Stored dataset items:
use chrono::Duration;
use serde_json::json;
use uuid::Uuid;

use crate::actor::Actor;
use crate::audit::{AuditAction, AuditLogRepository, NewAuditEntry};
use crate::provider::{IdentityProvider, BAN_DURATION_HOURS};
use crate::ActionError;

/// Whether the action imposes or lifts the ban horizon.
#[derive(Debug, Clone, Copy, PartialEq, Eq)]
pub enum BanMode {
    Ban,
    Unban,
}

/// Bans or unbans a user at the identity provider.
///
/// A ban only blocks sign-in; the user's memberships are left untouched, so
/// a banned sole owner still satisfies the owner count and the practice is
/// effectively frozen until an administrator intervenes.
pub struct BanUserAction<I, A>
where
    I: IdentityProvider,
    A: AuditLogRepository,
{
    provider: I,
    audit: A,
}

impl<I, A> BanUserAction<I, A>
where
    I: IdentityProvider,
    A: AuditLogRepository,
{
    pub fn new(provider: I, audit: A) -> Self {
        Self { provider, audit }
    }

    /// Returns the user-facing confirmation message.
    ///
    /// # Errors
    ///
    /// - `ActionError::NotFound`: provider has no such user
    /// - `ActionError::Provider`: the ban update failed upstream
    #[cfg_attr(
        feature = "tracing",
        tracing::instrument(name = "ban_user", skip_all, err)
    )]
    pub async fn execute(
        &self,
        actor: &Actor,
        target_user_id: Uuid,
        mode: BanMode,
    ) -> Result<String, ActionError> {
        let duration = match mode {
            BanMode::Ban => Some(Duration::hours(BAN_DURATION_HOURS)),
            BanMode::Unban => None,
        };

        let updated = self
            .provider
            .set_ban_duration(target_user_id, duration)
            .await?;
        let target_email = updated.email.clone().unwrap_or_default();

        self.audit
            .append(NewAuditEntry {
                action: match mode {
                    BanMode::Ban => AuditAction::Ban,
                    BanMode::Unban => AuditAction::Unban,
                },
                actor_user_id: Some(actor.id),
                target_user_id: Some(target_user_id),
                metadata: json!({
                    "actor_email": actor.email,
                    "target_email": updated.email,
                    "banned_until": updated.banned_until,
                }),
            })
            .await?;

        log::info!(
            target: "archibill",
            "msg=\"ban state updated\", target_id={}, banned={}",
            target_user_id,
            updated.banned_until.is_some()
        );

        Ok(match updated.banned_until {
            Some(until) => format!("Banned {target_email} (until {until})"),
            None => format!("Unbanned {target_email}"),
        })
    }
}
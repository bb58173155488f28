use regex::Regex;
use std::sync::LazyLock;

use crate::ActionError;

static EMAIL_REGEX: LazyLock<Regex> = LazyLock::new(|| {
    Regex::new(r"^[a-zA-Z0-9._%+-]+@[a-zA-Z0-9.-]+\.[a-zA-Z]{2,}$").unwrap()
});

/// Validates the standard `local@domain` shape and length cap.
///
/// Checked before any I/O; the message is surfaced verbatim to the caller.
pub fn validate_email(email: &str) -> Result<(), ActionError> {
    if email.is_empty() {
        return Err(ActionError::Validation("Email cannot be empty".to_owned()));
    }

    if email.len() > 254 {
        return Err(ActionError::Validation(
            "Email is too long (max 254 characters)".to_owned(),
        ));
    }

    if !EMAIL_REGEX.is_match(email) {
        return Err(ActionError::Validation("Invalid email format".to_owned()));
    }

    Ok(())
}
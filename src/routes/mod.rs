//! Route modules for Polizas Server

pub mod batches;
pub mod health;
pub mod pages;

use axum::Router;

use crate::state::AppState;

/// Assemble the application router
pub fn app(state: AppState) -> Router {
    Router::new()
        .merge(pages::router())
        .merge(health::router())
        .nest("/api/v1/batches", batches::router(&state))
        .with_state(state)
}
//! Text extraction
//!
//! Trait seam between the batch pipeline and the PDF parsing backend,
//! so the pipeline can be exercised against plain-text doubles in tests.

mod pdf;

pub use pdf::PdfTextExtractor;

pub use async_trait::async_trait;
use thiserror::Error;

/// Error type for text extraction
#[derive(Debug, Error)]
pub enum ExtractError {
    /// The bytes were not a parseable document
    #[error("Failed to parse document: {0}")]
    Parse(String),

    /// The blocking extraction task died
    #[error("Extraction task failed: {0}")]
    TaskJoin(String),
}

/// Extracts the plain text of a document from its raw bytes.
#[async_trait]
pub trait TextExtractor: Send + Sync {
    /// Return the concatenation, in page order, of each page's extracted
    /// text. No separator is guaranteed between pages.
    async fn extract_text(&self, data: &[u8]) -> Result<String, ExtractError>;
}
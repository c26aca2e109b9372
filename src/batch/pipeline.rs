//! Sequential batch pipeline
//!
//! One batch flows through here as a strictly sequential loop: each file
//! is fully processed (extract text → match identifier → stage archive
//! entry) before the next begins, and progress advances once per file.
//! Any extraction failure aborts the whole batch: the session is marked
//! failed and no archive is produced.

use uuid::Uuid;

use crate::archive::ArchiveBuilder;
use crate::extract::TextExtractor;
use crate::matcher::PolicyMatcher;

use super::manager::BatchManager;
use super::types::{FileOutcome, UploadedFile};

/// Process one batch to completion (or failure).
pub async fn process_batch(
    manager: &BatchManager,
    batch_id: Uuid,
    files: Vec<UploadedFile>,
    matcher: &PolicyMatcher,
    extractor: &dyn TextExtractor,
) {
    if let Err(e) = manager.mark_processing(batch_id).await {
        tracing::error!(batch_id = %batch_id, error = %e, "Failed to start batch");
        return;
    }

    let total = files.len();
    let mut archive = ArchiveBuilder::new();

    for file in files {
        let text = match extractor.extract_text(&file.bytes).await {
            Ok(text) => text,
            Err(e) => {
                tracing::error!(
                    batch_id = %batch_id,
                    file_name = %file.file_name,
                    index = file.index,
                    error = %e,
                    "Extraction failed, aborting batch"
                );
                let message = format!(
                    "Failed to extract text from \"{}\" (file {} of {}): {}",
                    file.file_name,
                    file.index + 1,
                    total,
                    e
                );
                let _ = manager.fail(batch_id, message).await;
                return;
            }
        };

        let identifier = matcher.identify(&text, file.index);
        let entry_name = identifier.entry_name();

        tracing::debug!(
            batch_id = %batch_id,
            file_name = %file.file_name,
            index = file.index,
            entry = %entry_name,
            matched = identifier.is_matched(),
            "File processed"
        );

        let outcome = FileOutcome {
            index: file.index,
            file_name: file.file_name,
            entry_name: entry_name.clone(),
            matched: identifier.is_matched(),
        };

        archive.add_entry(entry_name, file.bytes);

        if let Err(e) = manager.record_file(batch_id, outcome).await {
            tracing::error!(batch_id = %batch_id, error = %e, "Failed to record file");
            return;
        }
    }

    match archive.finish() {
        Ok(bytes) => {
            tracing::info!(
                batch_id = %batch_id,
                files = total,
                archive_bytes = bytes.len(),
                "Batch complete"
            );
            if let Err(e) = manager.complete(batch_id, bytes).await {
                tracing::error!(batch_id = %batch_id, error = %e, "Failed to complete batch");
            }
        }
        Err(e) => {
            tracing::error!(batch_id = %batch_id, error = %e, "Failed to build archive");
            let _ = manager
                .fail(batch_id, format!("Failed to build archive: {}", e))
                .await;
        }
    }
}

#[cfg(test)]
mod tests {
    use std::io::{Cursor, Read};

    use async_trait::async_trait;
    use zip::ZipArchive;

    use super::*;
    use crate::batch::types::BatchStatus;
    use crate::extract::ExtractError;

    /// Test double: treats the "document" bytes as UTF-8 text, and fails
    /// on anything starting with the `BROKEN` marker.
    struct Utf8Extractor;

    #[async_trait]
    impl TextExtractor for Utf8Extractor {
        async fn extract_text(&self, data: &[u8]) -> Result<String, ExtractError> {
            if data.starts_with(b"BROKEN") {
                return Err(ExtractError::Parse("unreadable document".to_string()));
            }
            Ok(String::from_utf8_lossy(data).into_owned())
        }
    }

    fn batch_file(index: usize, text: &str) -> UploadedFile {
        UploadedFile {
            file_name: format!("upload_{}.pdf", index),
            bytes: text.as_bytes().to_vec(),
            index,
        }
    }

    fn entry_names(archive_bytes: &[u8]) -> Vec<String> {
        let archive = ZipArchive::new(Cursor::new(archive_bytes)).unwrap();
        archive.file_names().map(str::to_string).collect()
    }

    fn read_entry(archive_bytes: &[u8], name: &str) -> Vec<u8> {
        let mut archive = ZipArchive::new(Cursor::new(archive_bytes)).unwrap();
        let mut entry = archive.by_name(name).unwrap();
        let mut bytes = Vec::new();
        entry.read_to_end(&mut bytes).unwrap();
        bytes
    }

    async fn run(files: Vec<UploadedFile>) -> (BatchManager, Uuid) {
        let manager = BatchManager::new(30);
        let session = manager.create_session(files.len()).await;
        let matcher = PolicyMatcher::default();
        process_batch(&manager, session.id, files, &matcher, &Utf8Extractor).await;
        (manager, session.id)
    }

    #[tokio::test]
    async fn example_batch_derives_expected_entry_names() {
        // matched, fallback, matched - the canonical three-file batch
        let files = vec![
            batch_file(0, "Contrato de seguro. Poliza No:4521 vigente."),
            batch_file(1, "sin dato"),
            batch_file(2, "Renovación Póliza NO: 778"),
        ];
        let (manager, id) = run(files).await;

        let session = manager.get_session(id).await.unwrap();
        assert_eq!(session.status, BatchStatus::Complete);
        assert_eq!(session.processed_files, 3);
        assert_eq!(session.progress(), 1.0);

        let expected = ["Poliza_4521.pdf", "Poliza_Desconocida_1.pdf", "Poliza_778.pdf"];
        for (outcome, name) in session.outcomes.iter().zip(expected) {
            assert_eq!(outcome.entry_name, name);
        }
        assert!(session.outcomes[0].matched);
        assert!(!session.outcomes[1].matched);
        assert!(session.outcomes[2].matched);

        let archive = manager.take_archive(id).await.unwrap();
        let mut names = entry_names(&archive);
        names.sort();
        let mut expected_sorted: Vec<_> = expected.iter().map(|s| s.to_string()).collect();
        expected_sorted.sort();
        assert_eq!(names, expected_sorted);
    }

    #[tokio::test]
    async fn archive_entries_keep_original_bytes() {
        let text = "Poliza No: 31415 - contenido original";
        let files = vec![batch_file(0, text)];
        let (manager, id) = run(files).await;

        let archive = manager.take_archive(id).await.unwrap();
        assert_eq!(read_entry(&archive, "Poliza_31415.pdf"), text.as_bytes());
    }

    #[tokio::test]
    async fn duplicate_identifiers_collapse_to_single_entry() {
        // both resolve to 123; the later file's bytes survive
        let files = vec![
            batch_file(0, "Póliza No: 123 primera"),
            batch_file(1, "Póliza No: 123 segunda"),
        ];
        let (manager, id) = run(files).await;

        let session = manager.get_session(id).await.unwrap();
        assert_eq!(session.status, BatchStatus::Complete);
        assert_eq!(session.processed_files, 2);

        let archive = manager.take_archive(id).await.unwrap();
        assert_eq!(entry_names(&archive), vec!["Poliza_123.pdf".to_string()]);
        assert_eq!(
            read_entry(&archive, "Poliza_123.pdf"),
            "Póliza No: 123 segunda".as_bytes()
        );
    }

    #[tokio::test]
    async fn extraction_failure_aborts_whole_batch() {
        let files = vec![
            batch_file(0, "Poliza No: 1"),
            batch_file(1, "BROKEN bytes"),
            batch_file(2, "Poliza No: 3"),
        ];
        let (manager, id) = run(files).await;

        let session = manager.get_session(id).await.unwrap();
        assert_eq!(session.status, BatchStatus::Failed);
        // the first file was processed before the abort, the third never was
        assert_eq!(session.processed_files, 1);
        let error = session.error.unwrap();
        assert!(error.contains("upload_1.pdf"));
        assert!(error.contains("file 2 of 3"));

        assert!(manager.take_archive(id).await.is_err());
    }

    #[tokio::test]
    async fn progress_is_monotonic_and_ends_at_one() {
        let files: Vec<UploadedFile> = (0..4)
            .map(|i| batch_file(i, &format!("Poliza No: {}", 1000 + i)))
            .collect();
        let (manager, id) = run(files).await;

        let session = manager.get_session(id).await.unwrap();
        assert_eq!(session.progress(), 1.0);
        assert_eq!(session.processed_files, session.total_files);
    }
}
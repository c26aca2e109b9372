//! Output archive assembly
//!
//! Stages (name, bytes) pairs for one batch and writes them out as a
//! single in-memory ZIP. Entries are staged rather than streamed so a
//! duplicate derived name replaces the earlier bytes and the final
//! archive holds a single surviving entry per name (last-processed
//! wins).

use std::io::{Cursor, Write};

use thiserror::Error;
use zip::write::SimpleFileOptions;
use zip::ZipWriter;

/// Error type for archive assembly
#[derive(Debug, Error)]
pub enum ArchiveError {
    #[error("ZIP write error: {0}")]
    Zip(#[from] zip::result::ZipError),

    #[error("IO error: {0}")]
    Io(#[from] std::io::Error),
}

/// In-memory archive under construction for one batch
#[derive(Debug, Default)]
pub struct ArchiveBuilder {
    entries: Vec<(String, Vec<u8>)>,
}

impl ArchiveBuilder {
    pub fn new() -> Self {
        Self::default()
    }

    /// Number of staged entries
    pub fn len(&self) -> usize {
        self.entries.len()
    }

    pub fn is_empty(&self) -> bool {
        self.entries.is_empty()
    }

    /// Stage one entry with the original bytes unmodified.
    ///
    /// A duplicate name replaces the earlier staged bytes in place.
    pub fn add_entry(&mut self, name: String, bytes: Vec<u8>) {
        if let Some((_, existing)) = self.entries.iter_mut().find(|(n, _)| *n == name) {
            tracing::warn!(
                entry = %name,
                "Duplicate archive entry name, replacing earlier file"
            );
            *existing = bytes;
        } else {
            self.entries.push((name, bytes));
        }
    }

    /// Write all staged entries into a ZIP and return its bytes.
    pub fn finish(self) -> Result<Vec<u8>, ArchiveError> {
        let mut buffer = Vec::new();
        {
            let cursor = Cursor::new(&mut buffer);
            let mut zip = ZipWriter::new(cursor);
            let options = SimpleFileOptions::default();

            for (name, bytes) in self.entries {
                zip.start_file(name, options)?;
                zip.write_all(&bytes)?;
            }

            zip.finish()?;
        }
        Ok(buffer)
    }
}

• WHAT THE TASK REQUIRES: The answer must consist of every line from the records above that holds "format".

• REPLY TO THE TASK:
            Some(until) => format!("Banned {target_email} (until {until})"),
            None => format!("Unbanned {target_email}"),
        return Err(ActionError::Validation("Invalid email format".to_owned()));
                let message = format!(
                .fail(batch_id, format!("Failed to build archive: {}", e))
            file_name: format!("upload_{}.pdf", index),
            .map(|i| batch_file(i, &format!("Poliza No: {}", 1000 + i)))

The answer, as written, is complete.